Okay, I confess I'm utterly stumped on this one. Took ages to find as despite my best efforts I've no idea how to interactively debug stuff under VS (after installing the lib via pip), so this was back to prints and a certain amount of guess-work. Anyway... Turns out the "s#" format (for string+length) in Py_BuildValue (or its derivatives like PyObject_CallMethod, etc.) doesn't work on Windows. It just results in a MemoryError whenever it's used! However, the simple "s" format (for NULL-terminated string) works fine. It's not exactly a huge deal to have it calculate the length of "big" so this is a worthwhile trade-off to get stuff working on Windows. At this point all the tests pass in both the C and Python variants.

waveform80 · 2019-05-27T23:31:56Z

Right, there's a few more commits now that get things working on Windows too. Nothing too major, but that last commit took me ages to figure out! :)

Sekenre · 2019-05-31T15:31:57Z

everything's working beautifully on Linux, Windows is another story. 🤷‍♂

I must have my python dev environment setup all wrong on Windows, it's taken me ages to set it up again from scratch and I'm still getting the same errors.

running build_ext
building '_cbor2' extension
C:\Program Files (x86)\Microsoft Visual Studio\2017\Community\VC\Tools\MSVC\14.16.27023\bin\HostX86\x64\cl.exe /c /nologo /Ox /W3 /GL /DNDEBUG /MD "-IC:\Program Files (x86)\Microsoft Visual Studio\Shared\Python36_64\include" "-IC:\Program Files (x86)\Microsoft Visual Studio\Shared\Python36_64\include" "-IC:\Program Files (x86)\Microsoft Visual Studio\2017\Community\VC\Tools\MSVC\14.16.27023\include" "-IC:\Program Files (x86)\Windows Kits\10\include\10.0.17763.0\ucrt" "-IC:\Program Files (x86)\Windows Kits\10\include\10.0.17763.0\shared" "-IC:\Program Files (x86)\Windows Kits\10\include\10.0.17763.0\um" "-IC:\Program Files (x86)\Windows Kits\10\include\10.0.17763.0\winrt" "-IC:\Program Files (x86)\Windows Kits\10\include\10.0.17763.0\cppwinrt" /Tcsource/module.c /Fobuild\temp.win-amd64-3.6\Release\source/module.obj
module.c
c:\users\sekenre\projects\cbor2\source\encoder.h(17): error C2032: '__timezone': function cannot be member of struct '<anonymous-tag>'

Any idea if I'm just doing something wrong? I've tried both Anaconda and the Python install through Visual Studio.

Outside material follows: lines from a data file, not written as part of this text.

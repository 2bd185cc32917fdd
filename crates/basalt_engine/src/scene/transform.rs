//! Per-object model transform and its derived normal matrix
//!
//! Each renderable object carries an object-to-world model matrix paired
//! with the inverse-transpose normal matrix the geometry subpass needs for
//! world-space normals. The pair is kept consistent here so draw code can
//! never read a stale normal matrix.

use crate::foundation::math::{normal_matrix, Mat4, Transform, Vec3};
use crate::scene::SceneError;

/// Model matrix + derived normal matrix for one renderable object
///
/// Created per object at scene-build time; may be mutated between frames
/// (animation), never mid-frame. Mutation re-derives the normal matrix
/// immediately, which is also where a singular model matrix is rejected.
#[derive(Debug, Clone)]
pub struct ModelTransform {
    model: Mat4,
    normals: Mat4,
}

impl ModelTransform {
    /// Create from an explicit model matrix
    ///
    /// # Errors
    /// Returns [`SceneError::SingularModelMatrix`] if the inverse-transpose
    /// cannot be derived.
    pub fn from_matrix(model: Mat4) -> Result<Self, SceneError> {
        let normals = normal_matrix(&model).ok_or(SceneError::SingularModelMatrix)?;
        Ok(Self { model, normals })
    }

    /// Create from a position/rotation/scale transform
    ///
    /// # Errors
    /// Returns [`SceneError::SingularModelMatrix`] if any scale component
    /// is zero.
    pub fn from_transform(transform: &Transform) -> Result<Self, SceneError> {
        Self::from_matrix(transform.to_matrix())
    }

    /// Identity transform (object space is world space)
    pub fn identity() -> Self {
        Self {
            model: Mat4::identity(),
            normals: Mat4::identity(),
        }
    }

    /// Replace the model matrix, re-deriving the normal matrix
    ///
    /// # Errors
    /// Returns [`SceneError::SingularModelMatrix`] if the new matrix is
    /// singular; the previous state is left untouched in that case.
    pub fn set_matrix(&mut self, model: Mat4) -> Result<(), SceneError> {
        let normals = normal_matrix(&model).ok_or(SceneError::SingularModelMatrix)?;
        self.model = model;
        self.normals = normals;
        Ok(())
    }

    /// The object-to-world model matrix
    pub fn model(&self) -> &Mat4 {
        &self.model
    }

    /// The inverse-transpose normal matrix
    pub fn normals(&self) -> &Mat4 {
        &self.normals
    }

    /// Transform a local-space position to world space
    pub fn world_position(&self, local: &Vec3) -> Vec3 {
        self.model.transform_point(&(*local).into()).coords
    }

    /// Transform a local-space normal to (unnormalized) world space
    pub fn world_normal(&self, local: &Vec3) -> Vec3 {
        self.normals.transform_vector(local)
    }
}

#[cfg(test)]
mod tests {
    use super::*;
    use approx::assert_relative_eq;

    const EPSILON: f32 = 1e-5;

    #[test]
    fn singular_model_matrix_is_rejected() {
        let flattened = Mat4::new_nonuniform_scaling(&Vec3::new(1.0, 0.0, 1.0));
        assert_eq!(
            ModelTransform::from_matrix(flattened).unwrap_err(),
            SceneError::SingularModelMatrix
        );
    }

    #[test]
    fn world_normal_stays_perpendicular_under_nonuniform_scale() {
        let transform = ModelTransform::from_transform(&Transform::from_position_scale(
            Vec3::zeros(),
            Vec3::new(3.0, 1.0, 0.5),
        ))
        .expect("non-degenerate scale");

        // Surface in the XZ plane: tangent along X, normal along Y.
        let tangent = transform.model().transform_vector(&Vec3::new(1.0, 0.0, 0.0));
        let normal = transform.world_normal(&Vec3::new(0.0, 1.0, 0.0));
        assert_relative_eq!(tangent.dot(&normal), 0.0, epsilon = EPSILON);
    }

    #[test]
    fn set_matrix_keeps_the_pair_consistent() {
        let mut transform = ModelTransform::identity();
        let model = Mat4::new_nonuniform_scaling(&Vec3::new(2.0, 2.0, 2.0));
        transform.set_matrix(model).expect("invertible");

        // Inverse-transpose of a uniform scale is the reciprocal scale.
        let normal = transform.world_normal(&Vec3::new(0.0, 0.0, 1.0));
        assert_relative_eq!(normal, Vec3::new(0.0, 0.0, 0.5), epsilon = EPSILON);
    }
}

waveform80 · 2019-05-31T16:10:59Z

Any idea if I'm just doing something wrong? I've tried both Anaconda and the Python install through Visual Studio.

My setup was pretty vanilla, but I'm not sure if it's the "right way" of doing things on Windows (I used to code on Windows quite extensively back in my Delphi days, but back then XP was shiny and new, and most of my Windows knowledge has bit-rotted!). Anyway, here's the process I followed:

Fired up a new VM on Azure, with desktop Windows 10
Installed VS2019 Community Edition with the "Python Environment" option, and checked the "Python native code" option too (to pull in the full SDK - reported installation size was a little over 10Gb)
Started VS2019 and selected "Clone or checkout code"
Selected the "GitHub" option under "Browse a repository"
Logged into GitHub
Selected and cloned my cbor2 repo (waveform80/cbor2)
In the main VS interface now, selected Branches under Team Explorer and switched to the "c_module" branch

Here's where I'm not sure what I'm doing is the "right thing" on Windows, simply because it's what I normally do on Linux (ish):

Selected Tools / Python / Python Environments to bring up the Python Environments sidebar
With Python 3.7 (64-bit) selected, clicked "Open in Powershell"
Switched to the cloned repo ("cd \Users\dave\source\repos\waveform80\cbor2")
Installed an editable version of library with the "test" option ("pip install -v -e .[test]")
Ran the test suite ("py.test -v")

I'm guessing that's not the right way of doing things because I couldn't debug interactively within VS to figure out the issue I mentioned above. Still, I figured it didn't matter that much because it seemed to build happily, so I assumed Windows compat was done. I'll have a dig into the error you saw a bit later and see if I can reproduce it.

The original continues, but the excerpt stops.